30 Fourth, and critically, to the extent that the appellant criticised the alleged failure of the Authority to distinguish between "submissions" and "new information", it is painfully obvious that throughout the 97 page First Submission the appellant himself made no attempt to identify material by reference to those categories. As to whether the Authority failed its statutory task in "failing" to do so, I consider that:
It is incompatible with the Authority's key function in conducting expedited consideration of visa applications that it be required to undertake the potentially difficult task of distinguishing submissions from new information in a document combining the two, particularly in circumstances where the appellant has not done so.

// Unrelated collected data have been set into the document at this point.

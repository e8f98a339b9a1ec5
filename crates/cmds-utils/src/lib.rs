//! Foundation utilities for cmds: error types, logging setup and text helpers.

pub mod error;
pub mod logging;
pub mod text;

pub use error::{
    CmdsError, ConfigError, ErrorCategory, SpawnError, TemplateError, TokenizeError,
    UserFriendlyError,
};
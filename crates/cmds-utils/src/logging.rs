//! Logging infrastructure for cmds
//!
//! Library crates only emit `tracing` events; installing a subscriber is
//! left to the binary via [`init_tracing`].

use tracing::{Level, span};
use tracing_subscriber::{
    EnvFilter,
    fmt::{self, format::FmtSpan},
    layer::SubscriberExt,
    util::SubscriberInitExt,
};

/// Initialize the tracing subscriber for structured logging.
///
/// `RUST_LOG` wins when set. Otherwise verbose mode enables the spawn
/// lifecycle at debug level and the default keeps only warnings.
///
/// # Errors
///
/// Returns an error if a global subscriber is already installed.
pub fn init_tracing(verbose: bool) -> Result<(), Box<dyn std::error::Error>> {
    let env_filter = EnvFilter::try_from_default_env()
        .or_else(|_| {
            if verbose {
                EnvFilter::try_new("cmds=debug,cmds_runner=debug,cmds_tokenize=debug,info")
            } else {
                EnvFilter::try_new("warn")
            }
        })
        .unwrap_or_else(|_| EnvFilter::new("warn"));

    let layer = fmt::layer()
        .with_writer(std::io::stderr)
        .with_target(verbose)
        .with_thread_ids(false)
        .with_thread_names(verbose)
        .with_line_number(false)
        .with_file(false);

    if verbose {
        tracing_subscriber::registry()
            .with(env_filter)
            .with(layer.with_span_events(FmtSpan::CLOSE).compact())
            .try_init()?;
    } else {
        tracing_subscriber::registry()
            .with(env_filter)
            .with(layer.compact())
            .try_init()?;
    }

    Ok(())
}

/// Create the span a spawn lifecycle is recorded under.
#[must_use]
pub fn spawn_span(cmd: &str) -> tracing::Span {
    span!(Level::DEBUG, "spawn", cmd = %cmd)
}
use dioxus::prelude::*;
use crate::account::MakePaymentInput;
use crate::components::common::FormInput;
use crate::components::forms::{MakePaymentField, MakePaymentForm, ModalState};

#[component]
pub fn MakePaymentModal(
    modal: Signal<ModalState<MakePaymentForm>>,
    on_done: EventHandler<MakePaymentInput>,
) -> Element {
    let mut modal = modal;
    let mut error_message = use_signal(|| None as Option<String>);

    if !modal.read().is_visible() {
        return rsx! {};
    }

    rsx! {
        div {
            class: "modal-backdrop",
            onclick: move |_| {
                error_message.set(None);
                modal.write().cancel();
            },

            div {
                class: "modal-content",
                onclick: move |e| e.stop_propagation(),

                h2 { class: "modal-title", "Make Payment" }
                p { "Send an asset to another account. Use XLM / native for lumens." }

                if let Some(error) = error_message() {
                    div { class: "error-message", "{error}" }
                }

                FormInput {
                    id: "destination".to_string(),
                    label: "Destination address".to_string(),
                    on_commit: move |v| modal.write().commit(MakePaymentField::Destination, v),
                }
                FormInput {
                    id: "amount".to_string(),
                    label: "Amount".to_string(),
                    on_commit: move |v| modal.write().commit(MakePaymentField::Amount, v),
                }
                FormInput {
                    id: "assetCode".to_string(),
                    label: "Asset code".to_string(),
                    on_commit: move |v| modal.write().commit(MakePaymentField::AssetCode, v),
                }
                FormInput {
                    id: "assetIssuer".to_string(),
                    label: "Asset issuer".to_string(),
                    on_commit: move |v| modal.write().commit(MakePaymentField::AssetIssuer, v),
                }
                FormInput {
                    id: "pincode".to_string(),
                    label: "Enter your keystore pincode".to_string(),
                    input_type: "password".to_string(),
                    note: Some("Pincode is needed to get the secret key from the keystore".to_string()),
                    on_commit: move |v| modal.write().commit(MakePaymentField::Pincode, v),
                }

                div { class: "modal-buttons",
                    button {
                        class: "modal-button cancel",
                        onclick: move |_| {
                            error_message.set(None);
                            modal.write().cancel();
                        },
                        "Cancel"
                    }
                    button {
                        class: "modal-button primary",
                        onclick: move |_| {
                            let confirmed = modal.write().confirm();
                            match confirmed {
                                Ok(input) => {
                                    error_message.set(None);
                                    on_done.call(input);
                                }
                                Err(e) => error_message.set(Some(e.to_string())),
                            }
                        },
                        "Continue"
                    }
                }
            }
        }
    }
}
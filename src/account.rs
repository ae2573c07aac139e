// src/account.rs
//! Account view orchestration: keystore unlock, action dispatch and refresh,
//! with at most one mutating action in flight.

use std::sync::atomic::{AtomicBool, Ordering};
use std::sync::Arc;

use crate::actions::{self, MakePaymentRequest, TrustAssetRequest};
use crate::clipboard::Clipboard;
use crate::config::NetworkConfig;
use crate::error::AccountError;
use crate::keystore;
use crate::network::{NetworkClient, SubmissionResult};
use crate::wallet::{AccountKeys, Keypair};

/// Fields collected by the trust asset modal
#[derive(Debug, Clone, PartialEq, Eq)]
pub struct TrustAssetInput {
    pub asset_code: String,
    pub asset_issuer: String,
    pub pincode: String,
}

/// Fields collected by the make payment modal
#[derive(Debug, Clone, PartialEq, Eq)]
pub struct MakePaymentInput {
    pub destination: String,
    pub amount: String,
    pub asset_code: String,
    pub asset_issuer: String,
    pub pincode: String,
}

/// Single-slot guard for mutating actions
#[derive(Debug, Clone, Default)]
pub struct InFlight {
    busy: Arc<AtomicBool>,
}

impl InFlight {
    pub fn try_acquire(&self) -> Option<InFlightTicket> {
        self.busy
            .compare_exchange(false, true, Ordering::AcqRel, Ordering::Acquire)
            .ok()
            .map(|_| InFlightTicket {
                busy: self.busy.clone(),
            })
    }

    pub fn is_busy(&self) -> bool {
        self.busy.load(Ordering::Acquire)
    }
}

/// Releases the slot when dropped, on success and failure alike
#[derive(Debug)]
pub struct InFlightTicket {
    busy: Arc<AtomicBool>,
}

impl Drop for InFlightTicket {
    fn drop(&mut self) {
        self.busy.store(false, Ordering::Release);
    }
}

pub struct AccountController {
    client: Arc<dyn NetworkClient>,
    config: NetworkConfig,
    keys: AccountKeys,
    in_flight: InFlight,
}

impl AccountController {
    pub fn new(client: Arc<dyn NetworkClient>, config: NetworkConfig, keys: AccountKeys) -> Self {
        Self {
            client,
            config,
            keys,
            in_flight: InFlight::default(),
        }
    }

    pub fn keys(&self) -> &AccountKeys {
        &self.keys
    }

    pub fn is_busy(&self) -> bool {
        self.in_flight.is_busy()
    }

    fn keypair_from_keystore(&self, pincode: &str) -> Result<Keypair, AccountError> {
        let keystore = self.keys.keystore.as_deref().ok_or(AccountError::NoKeystore)?;
        keystore::unlock(pincode, keystore).map_err(|e| {
            log::warn!("Keystore unlock failed for {}: {}", self.keys.public_key, e);
            AccountError::from(e)
        })
    }

    pub fn handle_copy_address(&self, clipboard: &dyn Clipboard) {
        clipboard.copy(&self.keys.public_key);
    }

    pub fn handle_copy_secret(&self, pincode: &str, clipboard: &dyn Clipboard) -> Result<(), AccountError> {
        let keypair = self.keypair_from_keystore(pincode)?;
        clipboard.copy(&keypair.secret());
        Ok(())
    }

    /// Unlock, create the trustline, then call `refresh` once on success
    pub async fn handle_trust_asset(
        &self,
        input: TrustAssetInput,
        refresh: impl FnOnce(),
    ) -> Result<SubmissionResult, AccountError> {
        let _ticket = self.in_flight.try_acquire().ok_or(AccountError::Busy)?;

        let secret_key = self.keypair_from_keystore(&input.pincode)?.secret();
        let result = actions::trust_asset(
            self.client.as_ref(),
            &self.config,
            TrustAssetRequest {
                secret_key,
                asset_code: input.asset_code,
                asset_issuer: input.asset_issuer,
            },
        )
        .await?;

        refresh();
        Ok(result)
    }

    /// Unlock, send the payment, then call `refresh` once on success
    pub async fn handle_make_payment(
        &self,
        input: MakePaymentInput,
        refresh: impl FnOnce(),
    ) -> Result<SubmissionResult, AccountError> {
        let _ticket = self.in_flight.try_acquire().ok_or(AccountError::Busy)?;

        let secret_key = self.keypair_from_keystore(&input.pincode)?.secret();
        let result = actions::make_payment(
            self.client.as_ref(),
            &self.config,
            MakePaymentRequest {
                secret_key,
                destination: input.destination,
                amount: input.amount,
                asset_code: input.asset_code,
                asset_issuer: input.asset_issuer,
            },
        )
        .await?;

        refresh();
        Ok(result)
    }
}
// src/storage.rs
use std::path::{Path, PathBuf};

use crate::error::StorageError;
use crate::wallet::AccountKeys;

const ACCOUNT_FILE: &str = "account.json";

/// Directory holding the account file: `$STELLAR_WALLET_DIR`, else `$HOME/.stellar_demo_wallet`
pub fn storage_dir() -> PathBuf {
    if let Ok(dir) = std::env::var("STELLAR_WALLET_DIR") {
        return PathBuf::from(dir);
    }
    let home_dir = std::env::var("HOME")
        .or_else(|_| std::env::var("USERPROFILE"))
        .unwrap_or_else(|_| ".".to_string());
    PathBuf::from(format!("{home_dir}/.stellar_demo_wallet"))
}

/// Persist the account's public key and keystore, replacing any previous account
pub fn save_account_keys(dir: &Path, keys: &AccountKeys) -> Result<(), StorageError> {
    std::fs::create_dir_all(dir)?;
    let path = dir.join(ACCOUNT_FILE);
    let serialized = serde_json::to_string_pretty(keys)?;

    // Temp file + rename: the account file is never half-written
    let tmp = dir.join(format!("{ACCOUNT_FILE}.tmp"));
    std::fs::write(&tmp, serialized)?;
    std::fs::rename(&tmp, &path)?;

    log::info!("Saved account {} to {}", keys.public_key, path.display());
    Ok(())
}

/// Load the stored account, `None` when nothing has been saved yet
pub fn load_account_keys(dir: &Path) -> Result<Option<AccountKeys>, StorageError> {
    let path = dir.join(ACCOUNT_FILE);
    let data = match std::fs::read_to_string(&path) {
        Ok(data) => data,
        Err(e) if e.kind() == std::io::ErrorKind::NotFound => {
            log::info!("No account file at {}", path.display());
            return Ok(None);
        }
        Err(e) => return Err(e.into()),
    };

    let keys: AccountKeys = serde_json::from_str(&data)?;
    log::info!("Loaded account {}", keys.public_key);
    Ok(Some(keys))
}

#[cfg(test)]
mod tests {
    use super::*;

    fn temp_dir(name: &str) -> PathBuf {
        let dir = std::env::temp_dir().join(format!(
            "stellar_demo_wallet_{}_{}",
            name,
            std::process::id()
        ));
        let _ = std::fs::remove_dir_all(&dir);
        dir
    }

    #[test]
    fn test_save_and_load() {
        let dir = temp_dir("save_load");
        let keys = AccountKeys {
            public_key: "GTEST".to_string(),
            keystore: Some("{\"version\":1}".to_string()),
        };

        assert_eq!(load_account_keys(&dir).unwrap(), None);
        save_account_keys(&dir, &keys).unwrap();
        assert_eq!(load_account_keys(&dir).unwrap(), Some(keys));
        assert!(!dir.join(format!("{ACCOUNT_FILE}.tmp")).exists());
        let _ = std::fs::remove_dir_all(&dir);
    }

    #[test]
    fn test_corrupt_file_is_an_error() {
        let dir = temp_dir("corrupt");
        std::fs::create_dir_all(&dir).unwrap();
        std::fs::write(dir.join(ACCOUNT_FILE), "{ not json").unwrap();

        assert!(matches!(load_account_keys(&dir), Err(StorageError::Json(_))));
        let _ = std::fs::remove_dir_all(&dir);
    }
}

It is open to me to infer that the failure on the part of the appellant's representatives to distinguish between submissions and new information in the First Submission was a calculated attempt to inappropriately blur the categories before the Authority, to avoid the necessity of justifying the inclusion of new information by reference to the criteria prescribed by s 473DD of the Migration Act, and to simultaneously avoid the necessity of complying with the 5 page limit on submissions prescribed by the Practice Direction.
Notwithstanding the contention of the appellant that the Authority was obliged to differentiate the material in the first submission between "submissions" and "new information", any such differentiation and categorisation could potentially have been open to immediate challenge, on the basis that it is unclear whether the voluminous amounts of material under various headings and/or in various lists should be considered as "new information" or should be read with the intermittent summations to constitute "submissions". So, for example, it would be entirely reasonable to read the expanded material in paras 1 to 6 under the heading "Human Rights abuses and humanitarian crisis in Northwestern Pakistan and in particular in Parachinar" with the summation in para 7, such as to constitute a "submission".
Even in his notice of appeal the appellant simply pleads that "The First Submission predominantly consisted of 'new information', not of 'submissions'…" The appellant himself in his submissions has not identified which paragraphs of the First Submission are "submissions" and which are "new information". In such circumstances, I consider it entirely unreasonable that the Authority should have been expected to do so.
31 Finally, I reject the contention of the appellant that the Authority misunderstood either the Practice Direction or the First Submission.
32 In my view the appropriate order is to dismiss the appeal, with costs to be taxed if not otherwise agreed.
I certify that the preceding thirty-two (32) numbered paragraphs are a true copy of the Reasons for Judgment of the Honourable Justice Collier.